Gov. Lincoln Chafee says he is “deeply disappointed” in lawmakers’ revised version of the pension bill he co-authored because it does not address the 36 locally run pension plans.
In a statement, Chafee described the reworked legislation as “a substantial – but incomplete – step toward comprehensive pension reform.” But he did not threaten to veto the new version of the bill, and praised lawmakers and Treasurer Gina Raimondo for tackling “this complicated and difficult issue.”
“It is unfair and defies logic to continue to pay unaffordable COLAs to municipal retirees – many of whose systems are in far worse condition than the state – while asking retired state employees, teachers, and some municipal employees to forfeit their own COLAs,” the governor said.
The revised bill creates a commission to study the problem. Chafee said he will introduce a bill on the first day of the General Assembly’s session in January to do more to address the 36 locally run plans, 24 of which are classified as at risk of running out of money by the auditor general.
Raimondo issued her own statement praising House Speaker Gordon Fox and Senate President M. Teresa Paiva Weed for their efforts and urging passage of the bill. But the treasurer warned additional changes “must be avoided” to ensure the legislation achieves the savings she’s targeted.
The joint finance committee began a hearing on the reworked legislation shortly before 6 p.m., nearly three hours after it had been scheduled to start.
So far, the losers appear to be Chafee, Providence Mayor Angel Taveras and others who pushed to allow the locally run plans to suspend COLAs, a move opposed by Raimondo and Paiva Weed. And clearly the outcry over not suspending COLAs for the unfunded judges’ pensions made a big impact.

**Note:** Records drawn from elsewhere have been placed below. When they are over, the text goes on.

//! Compliance validator
//!
//! Business rules evaluated after the syntactic pass succeeds. Findings
//! carry a severity; the message passes compliance iff no violation is
//! High or Critical. Sub-violation findings are reported as warnings.

use chrono::{DateTime, NaiveDate, Utc};
use serde::{Deserialize, Serialize};
use std::sync::Arc;

use super::syntactic::VALUE_DATE_WINDOW_DAYS;
use crate::fields::swift_utils::is_swift_charset;
use crate::fields::Party;
use crate::messages::MT103;

/// Settlement amount that triggers a Critical violation, any currency
pub const CRITICAL_AMOUNT_LIMIT: f64 = 10_000_000.0;

/// Settlement amount that triggers a large-amount warning
pub const WARNING_AMOUNT_LIMIT: f64 = 1_000_000.0;

/// Finding severity, ordered
#[derive(
    Debug, Clone, Copy, PartialEq, Eq, PartialOrd, Ord, Serialize, Deserialize,
)]
pub enum Severity {
    Low,
    Medium,
    High,
    Critical,
}

/// One compliance rule violation
#[derive(Debug, Clone, PartialEq, Serialize, Deserialize)]
pub struct ComplianceViolation {
    /// Rule family, e.g. "AmountLimit", "Sanctions"
    pub violation_type: String,
    pub field: String,
    pub description: String,
    pub severity: Severity,
    pub timestamp: DateTime<Utc>,
}

/// Advisory finding that does not affect the pass verdict
#[derive(Debug, Clone, PartialEq, Serialize, Deserialize)]
pub struct ComplianceWarning {
    pub field: String,
    pub description: String,
    pub timestamp: DateTime<Utc>,
}

/// Outcome of the compliance pass
#[derive(Debug, Clone, Default, PartialEq, Serialize, Deserialize)]
pub struct ComplianceReport {
    pub violations: Vec<ComplianceViolation>,
    pub warnings: Vec<ComplianceWarning>,
}

impl ComplianceReport {
    /// PASS iff no violation with severity High or above
    pub fn passed(&self) -> bool {
        !self
            .violations
            .iter()
            .any(|v| v.severity >= Severity::High)
    }

    pub fn summary(&self) -> String {
        self.violations
            .iter()
            .map(|v| format!("{} ({:?}): {}", v.violation_type, v.severity, v.description))
            .collect::<Vec<_>>()
            .join("; ")
    }

    fn violation(&mut self, violation_type: &str, field: &str, severity: Severity, description: String) {
        self.violations.push(ComplianceViolation {
            violation_type: violation_type.to_string(),
            field: field.to_string(),
            description,
            severity,
            timestamp: Utc::now(),
        });
    }

    fn warning(&mut self, field: &str, description: String) {
        self.warnings.push(ComplianceWarning {
            field: field.to_string(),
            description,
            timestamp: Utc::now(),
        });
    }
}

/// Result of screening one party identifier pair
#[derive(Debug, Clone, PartialEq, Serialize, Deserialize)]
pub struct SanctionsHit {
    pub severity: Severity,
    pub label: String,
}

/// Pluggable screening over `(party name, party account)`
pub trait SanctionsScreener: Send + Sync {
    fn screen(&self, name: &str, account: Option<&str>) -> Option<SanctionsHit>;
}

/// Default screener: case-insensitive substring match against a keyword set.
/// Every hit is Critical.
#[derive(Debug, Clone, Default)]
pub struct KeywordScreener {
    keywords: Vec<String>,
}

impl KeywordScreener {
    pub fn new(keywords: impl IntoIterator<Item = impl Into<String>>) -> Self {
        Self {
            keywords: keywords
                .into_iter()
                .map(|k| k.into().to_lowercase())
                .collect(),
        }
    }
}

impl SanctionsScreener for KeywordScreener {
    fn screen(&self, name: &str, account: Option<&str>) -> Option<SanctionsHit> {
        let name = name.to_lowercase();
        let account = account.map(|a| a.to_lowercase());
        for keyword in &self.keywords {
            let hit = name.contains(keyword)
                || account.as_deref().is_some_and(|a| a.contains(keyword));
            if hit {
                return Some(SanctionsHit {
                    severity: Severity::Critical,
                    label: format!("keyword match: {}", keyword),
                });
            }
        }
        None
    }
}

/// Compliance validator with its screening hook
pub struct ComplianceValidator {
    screener: Arc<dyn SanctionsScreener>,
}

impl ComplianceValidator {
    pub fn new(screener: Arc<dyn SanctionsScreener>) -> Self {
        Self { screener }
    }

    /// Validate against today's date
    pub fn validate(&self, message: &MT103) -> ComplianceReport {
        self.validate_as_of(message, Utc::now().date_naive())
    }

    /// Validate with an explicit reference date
    pub fn validate_as_of(&self, message: &MT103, today: NaiveDate) -> ComplianceReport {
        let mut report = ComplianceReport::default();

        self.check_original_currency(&mut report, message);
        self.check_value_date(&mut report, message, today);
        self.check_customer_equality(&mut report, message);
        self.check_amount_limits(&mut report, message);
        self.check_sanctions(&mut report, message);
        self.check_character_set(&mut report, message);
        self.check_charge_bearer(&mut report, message);

        report
    }

    fn check_original_currency(&self, report: &mut ComplianceReport, message: &MT103) {
        if let Some(original) = message.original_currency() {
            if original == message.currency() {
                report.violation(
                    "CrossFieldCurrency",
                    "originalCurrency",
                    Severity::Low,
                    format!(
                        "original currency {} equals settlement currency",
                        original
                    ),
                );
            }
        }
    }

    fn check_value_date(
        &self,
        report: &mut ComplianceReport,
        message: &MT103,
        today: NaiveDate,
    ) {
        let delta = (message.value_date() - today).num_days().abs();
        if delta > VALUE_DATE_WINDOW_DAYS {
            report.violation(
                "ValueDateRange",
                "valueDate",
                Severity::Medium,
                format!("value date is {} days away from today", delta),
            );
        }
    }

    fn check_customer_equality(&self, report: &mut ComplianceReport, message: &MT103) {
        let ordering = message.ordering_customer();
        let beneficiary = message.beneficiary_customer();
        if let (Some(a), Some(b)) = (ordering.account(), beneficiary.account()) {
            if a.eq_ignore_ascii_case(b) {
                report.violation(
                    "CustomerEquality",
                    "beneficiaryCustomer",
                    Severity::Medium,
                    "ordering and beneficiary accounts are equal".to_string(),
                );
            }
        }
    }

    fn check_amount_limits(&self, report: &mut ComplianceReport, message: &MT103) {
        let amount = message.amount();
        if amount > CRITICAL_AMOUNT_LIMIT {
            report.violation(
                "AmountLimit",
                "amount",
                Severity::Critical,
                format!(
                    "amount {:.2} exceeds the limit of {:.2}",
                    amount, CRITICAL_AMOUNT_LIMIT
                ),
            );
        } else if amount >= WARNING_AMOUNT_LIMIT {
            report.warning(
                "amount",
                format!("large amount {:.2} flagged for review", amount),
            );
        }
    }

    fn screen_party(&self, report: &mut ComplianceReport, field: &str, party: &Party) {
        if let Some(hit) = self
            .screener
            .screen(&party.display_name(), party.account())
        {
            if hit.severity >= Severity::Critical {
                report.violation(
                    "Sanctions",
                    field,
                    hit.severity,
                    format!("sanctions screening hit: {}", hit.label),
                );
            } else {
                report.warning(
                    field,
                    format!("sanctions screening flag: {}", hit.label),
                );
            }
        }
    }

    fn check_sanctions(&self, report: &mut ComplianceReport, message: &MT103) {
        self.screen_party(report, "orderingCustomer", &message.ordering_customer());
        self.screen_party(
            report,
            "beneficiaryCustomer",
            &message.beneficiary_customer(),
        );
    }

    fn check_character_set(&self, report: &mut ComplianceReport, message: &MT103) {
        let remittance = message.remittance_information().unwrap_or(&[]);
        let s2r = message.sender_to_receiver_info().unwrap_or(&[]);
        for (field, lines) in [
            ("remittanceInformation", remittance),
            ("senderToReceiverInfo", s2r),
        ] {
            if !lines.iter().all(|l| is_swift_charset(l)) {
                report.violation(
                    "CharacterSet",
                    field,
                    Severity::High,
                    "free text contains characters outside the SWIFT character set"
                        .to_string(),
                );
            }
        }
    }

    fn check_charge_bearer(&self, report: &mut ComplianceReport, message: &MT103) {
        if let Some(details) = message.charge_details() {
            if details.bearer == "BEN" && message.amount() < 100.0 {
                report.warning(
                    "chargeDetails",
                    "beneficiary bears charges on a sub-100 amount".to_string(),
                );
            }
        }
    }
}

#[cfg(test)]
mod tests {
    use super::*;
    use crate::messages::MT103;

    fn today() -> NaiveDate {
        NaiveDate::from_ymd_opt(2024, 12, 1).unwrap()
    }

    fn validator() -> ComplianceValidator {
        ComplianceValidator::new(Arc::new(KeywordScreener::new(["BLOCKED", "EMBARGO"])))
    }

    fn parse(block4: &str) -> MT103 {
        MT103::parse_from_block4(block4).unwrap()
    }

    fn valid_block4() -> String {
        ":20:REF1\n:23B:CRED\n:32A:241215EUR1000,00\n:50K:/12345678\nALICE\n1 MAIN ST\n:59:/87654321\nBOB\n2 OAK AVE\n:71A:SHA".to_string()
    }

    #[test]
    fn test_clean_message_passes() {
        let report = validator().validate_as_of(&parse(&valid_block4()), today());
        assert!(report.passed());
        assert!(report.violations.is_empty());
    }

    #[test]
    fn test_amount_over_critical_limit() {
        let block4 = valid_block4().replace("EUR1000,00", "USD20000000,00");
        let report = validator().validate_as_of(&parse(&block4), today());
        assert!(!report.passed());
        assert!(report
            .violations
            .iter()
            .any(|v| v.violation_type == "AmountLimit" && v.severity == Severity::Critical));
    }

    #[test]
    fn test_large_amount_is_warning_only() {
        let block4 = valid_block4().replace("EUR1000,00", "USD5000000,00");
        let report = validator().validate_as_of(&parse(&block4), today());
        assert!(report.passed());
        assert_eq!(report.warnings.len(), 1);
    }

    #[test]
    fn test_equal_accounts_is_medium() {
        let block4 = valid_block4().replace("/87654321", "/12345678");
        let report = validator().validate_as_of(&parse(&block4), today());
        // Medium violations do not fail the pass verdict
        assert!(report.passed());
        assert!(report
            .violations
            .iter()
            .any(|v| v.violation_type == "CustomerEquality" && v.severity == Severity::Medium));
    }

    #[test]
    fn test_sanctions_keyword_hit_fails() {
        let block4 = valid_block4().replace("BOB", "BLOCKED TRADING LLC");
        let report = validator().validate_as_of(&parse(&block4), today());
        assert!(!report.passed());
        assert!(report
            .violations
            .iter()
            .any(|v| v.violation_type == "Sanctions"));
    }

    #[test]
    fn test_sanctions_matches_account_too() {
        let block4 = valid_block4().replace("/87654321", "/EMBARGO99");
        let report = validator().validate_as_of(&parse(&block4), today());
        assert!(!report.passed());
    }

    #[test]
    fn test_original_currency_equality_is_low() {
        let block4 = valid_block4().replace(
            ":32A:241215EUR1000,00",
            ":32A:241215EUR1000,00\n:33B:EUR1000,00",
        );
        let report = validator().validate_as_of(&parse(&block4), today());
        assert!(report.passed());
        assert!(report
            .violations
            .iter()
            .any(|v| v.violation_type == "CrossFieldCurrency" && v.severity == Severity::Low));
    }

    #[test]
    fn test_ben_small_amount_warning() {
        let block4 = valid_block4()
            .replace("EUR1000,00", "EUR50,00")
            .replace(":71A:SHA", ":71A:BEN");
        let report = validator().validate_as_of(&parse(&block4), today());
        assert!(report.passed());
        assert!(report
            .warnings
            .iter()
            .any(|w| w.field == "chargeDetails"));
    }

    #[test]
    fn test_severity_ordering() {
        assert!(Severity::Critical > Severity::High);
        assert!(Severity::High > Severity::Medium);
        assert!(Severity::Medium > Severity::Low);
    }
}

A few highlights from the briefing (the bill text isn’t available yet):
- cost-of-living adjustments (COLAs) may be awarded every 5 years during freeze
- all employees except public-safety workers and judges go into the hybrid plan
- same funding calculation to end COLA suspension for judges and troopers as others
- part-timers will be able to get a pension; but based on 10 highest years to avoid “spiking”
- all active workers will get a retirement age between 59 and 67 based on how close they are now
- revised bill costs $27M more; but that doesn’t include some savings for troopers, judges
Much more to come, of course. Still-warm photocopies of the 122-page rewrite of the pension bill were given to reporters around 6:15. It’s available online as a PDF (the House version and the Senate version).
The best overview is the PowerPoint presentation the House and Senate fiscal advisors gave to the joint finance committee this evening. Here it is for your reading pleasure – just scroll through:
Update: A slide in the above presentation says all employees except public-safety workers would be going into a hybrid plan, which I thought included the judges; that’s incorrect. The judges will still get a traditional defined-benefit pension under the revised bill.